◆ What you will do
Each line below needs to be restated word for word.

◆ Provided records

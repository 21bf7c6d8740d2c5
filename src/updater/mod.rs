//! Update checking: descriptor, remote metadata, reconciliation, decision

// Internal modules - all access should go through api module
pub(crate) mod cache;
pub(crate) mod checker;
pub(crate) mod decision;
pub(crate) mod descriptor;
pub(crate) mod error;
pub(crate) mod fetcher;
pub(crate) mod payload;
pub(crate) mod reconciler;
pub(crate) mod record;
pub(crate) mod sanitize;
pub(crate) mod session;
pub(crate) mod version;

// Public API module - the only public interface for update checking
pub mod api;

#[cfg(test)]
pub(crate) mod tests;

◆ Output below
repository 21bf7c6d8740d2c5
filename src/updater/mod.rs
//! Update checking: descriptor, remote metadata, reconciliation, decision

// Internal modules - all access should go through api module
pub(crate) mod cache;
pub(crate) mod checker;
pub(crate) mod decision;
pub(crate) mod descriptor;
pub(crate) mod error;
pub(crate) mod fetcher;
pub(crate) mod payload;
pub(crate) mod reconciler;
pub(crate) mod record;
pub(crate) mod sanitize;
pub(crate) mod session;
pub(crate) mod version;

// Public API module - the only public interface for update checking
pub mod api;

#[cfg(test)]
pub(crate) mod tests;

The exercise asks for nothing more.